一种结合字面与上下文相似性的招聘网页技能词语规范化方法
A Skill Vocabulary Normalization Method for Recruitment Webpage Combing Literal and Context Similarity
[目的/意义] 针对招聘网页文本存在许多英文技能词语拼写错误的问题,提出一种招聘网页技能词语规范化方法。[方法/过程] 结合字面相似性和上下文相似性,度量技能词语的相似度,形成相似技能词语网络,从而对招聘网页文本中的技能词语进行规范化。[结果/结论] 从国内主流招聘网站前程无忧获取一周计算机类岗位求职信息,使用提出的方法进行招聘网页英文技能词语规范化。实验结果表明,提出的方法能够自动、准确、快速地规范招聘网页文本中的技能词语。

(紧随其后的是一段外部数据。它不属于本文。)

//! # Session Commands
//!
//! Sign-in, registration and sign-out.
//!
//! ## Sign-in Attempt
//! ```text
//! ┌─────────────────────────────────────────────────────────────────────────┐
//! │  login(email, password)                                                 │
//! │         │                                                               │
//! │         ▼                                                               │
//! │  session.begin() ──────────────────────────── phase: pending            │
//! │         │                                                               │
//! │         ▼                                                               │
//! │  authenticator.authenticate(..)                                         │
//! │         │                                                               │
//! │    ┌────┴─────────────┐                                                 │
//! │    ▼                  ▼                                                 │
//! │   Ok(user)          Err(e)                                              │
//! │    │                  │                                                 │
//! │    ▼                  ▼                                                 │
//! │  save auth-storage  complete(Err) ─── error kept for the form           │
//! │    │                return ApiError                                     │
//! │    ├── Ok  ──► session signed in                                        │
//! │    └── Err ──► session as it was before begin(), DATABASE_ERROR         │
//! └─────────────────────────────────────────────────────────────────────────┘
//! ```
//! The session write lock is held for the whole attempt.
//!
//! ## Logout
//! Drops the user. With `clear_cart_on_logout` (the default) the cart and
//! favorites are emptied too. Snapshots are saved cart, favorites, session;
//! if one save fails the earlier ones are written back and nothing live
//! changes.

use nexus_core::{Cart, Favorites, Session, SessionPhase, User};
use serde::Serialize;
use tracing::{debug, info, warn};

use crate::auth::{Authenticator, Credentials, RegistrationForm};
use crate::error::ApiError;
use crate::state::{CartState, FavoritesState, SessionState, StoreState, StorefrontConfig};

/// Session response for the header and the login form.
#[derive(Debug, Clone, Serialize)]
#[serde(rename_all = "camelCase")]
pub struct SessionResponse {
    pub user: Option<User>,
    pub is_authenticated: bool,
    pub phase: SessionPhase,
    pub error: Option<String>,
}

impl From<&Session> for SessionResponse {
    fn from(session: &Session) -> Self {
        SessionResponse {
            user: session.user().cloned(),
            is_authenticated: session.user().is_some(),
            phase: session.phase(),
            error: session.error().map(str::to_string),
        }
    }
}

// =============================================================================
// Sign-in
// =============================================================================

async fn sign_in(
    store: &StoreState,
    authenticator: &dyn Authenticator,
    session: &SessionState,
    credentials: Credentials,
) -> Result<SessionResponse, ApiError> {
    let _write = store.lock_session().await;

    let previous = session.snapshot();
    session.with_session_mut(Session::begin);

    match authenticator.authenticate(&credentials).await {
        Ok(user) => {
            let (user_id, provider) = (user.id.clone(), user.provider);
            let mut snapshot = session.snapshot();
            snapshot.complete(Ok(user));

            if let Err(err) = store.sessions().save(&snapshot).await {
                warn!(error = %err, user_id = %user_id, "Could not save session, sign-in undone");
                session.replace(previous);
                return Err(err.into());
            }

            info!(user_id = %user_id, provider = ?provider, "User signed in");
            session.replace(snapshot.clone());
            Ok(SessionResponse::from(&snapshot))
        }
        Err(err) => {
            warn!(error = %err, provider = ?credentials.provider(), "Sign-in failed");
            let api_error = ApiError::from(&err);
            session.with_session_mut(|s| s.complete(Err(err)));
            Err(api_error)
        }
    }
}

/// Email and password login.
///
/// ## Returns
/// * `VALIDATION_ERROR` - malformed email or short password; the message is
///   also kept in the session for the form
pub async fn login(
    store: &StoreState,
    authenticator: &dyn Authenticator,
    session: &SessionState,
    email: &str,
    password: &str,
) -> Result<SessionResponse, ApiError> {
    debug!(email = %email, "login command");

    let credentials = Credentials::Email {
        email: email.to_string(),
        password: password.to_string(),
    };
    sign_in(store, authenticator, session, credentials).await
}

/// Google sign-in with the account the provider returned.
pub async fn login_with_google(
    store: &StoreState,
    authenticator: &dyn Authenticator,
    session: &SessionState,
    email: &str,
    name: &str,
) -> Result<SessionResponse, ApiError> {
    debug!(email = %email, "login_with_google command");

    let credentials = Credentials::Google {
        email: email.to_string(),
        name: name.to_string(),
    };
    sign_in(store, authenticator, session, credentials).await
}

/// Creates an account and signs it in.
pub async fn register(
    store: &StoreState,
    authenticator: &dyn Authenticator,
    session: &SessionState,
    form: RegistrationForm,
) -> Result<SessionResponse, ApiError> {
    debug!(email = %form.email, "register command");
    sign_in(store, authenticator, session, Credentials::Register(form)).await
}

// =============================================================================
// Sign-out & status
// =============================================================================

/// Signs out and saves the logged-out session.
///
/// ## Returns
/// * `DATABASE_ERROR` - a snapshot could not be saved; the user stays signed
///   in and the cart and favorites are kept
pub async fn logout(
    store: &StoreState,
    session: &SessionState,
    cart: &CartState,
    favorites: &FavoritesState,
    config: &StorefrontConfig,
) -> Result<SessionResponse, ApiError> {
    debug!("logout command");

    let _cart_write = store.lock_cart().await;
    let _favorites_write = store.lock_favorites().await;
    let _session_write = store.lock_session().await;

    let mut snapshot = session.snapshot();
    let previous_user = snapshot.logout();

    if config.clear_cart_on_logout {
        let previous_cart = cart.snapshot();
        let previous_favorites = favorites.snapshot();

        let mut emptied_cart = previous_cart.clone();
        emptied_cart.clear();
        let mut emptied_favorites = previous_favorites.clone();
        emptied_favorites.clear();

        store.carts().save(&emptied_cart).await?;
        if let Err(err) = store.favorites().save(&emptied_favorites).await {
            restore(store, Some(&previous_cart), None).await;
            return Err(err.into());
        }
        if let Err(err) = store.sessions().save(&snapshot).await {
            restore(store, Some(&previous_cart), Some(&previous_favorites)).await;
            return Err(err.into());
        }

        cart.replace(emptied_cart);
        favorites.replace(emptied_favorites);
    } else {
        store.sessions().save(&snapshot).await?;
    }

    if let Some(user) = &previous_user {
        info!(user_id = %user.id, "User signed out");
    }

    session.replace(snapshot.clone());
    Ok(SessionResponse::from(&snapshot))
}

/// Writes back snapshots a failed logout already replaced.
async fn restore(store: &StoreState, cart: Option<&Cart>, favorites: Option<&Favorites>) {
    if let Some(cart) = cart {
        if let Err(err) = store.carts().save(cart).await {
            warn!(error = %err, "Could not restore the cart snapshot");
        }
    }
    if let Some(favorites) = favorites {
        if let Err(err) = store.favorites().save(favorites).await {
            warn!(error = %err, "Could not restore the favorites snapshot");
        }
    }
}

/// The current session.
pub fn whoami(session: &SessionState) -> SessionResponse {
    debug!("whoami command");
    session.with_session(|s| SessionResponse::from(s))
}

/// Dismisses the login form's error message.
pub fn clear_error(session: &SessionState) -> SessionResponse {
    debug!("clear_error command");
    session.with_session_mut(|s| {
        s.clear_error();
        SessionResponse::from(&*s)
    })
}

[Purpose/significance] This paper proposes a skill vocabulary normalization method for recruitment webpages, it aims to solve the problem that many English skill word spelling errors exist in the recruitment webpages. [Method/process] The method combines literal similarity and context similarity to measure the similarity of skill word and form a similar skill word network to normalize the skill words in the recruitment webpages. [Result/conclusion] One week’s computer recruitment information was obtained from domestic mainstream recruitment website 51job to evaluate the proposed method. The experiment results show that the proposed method can automatically, accurately and quickly normalize the skill vocabulary in the recruitment webpages.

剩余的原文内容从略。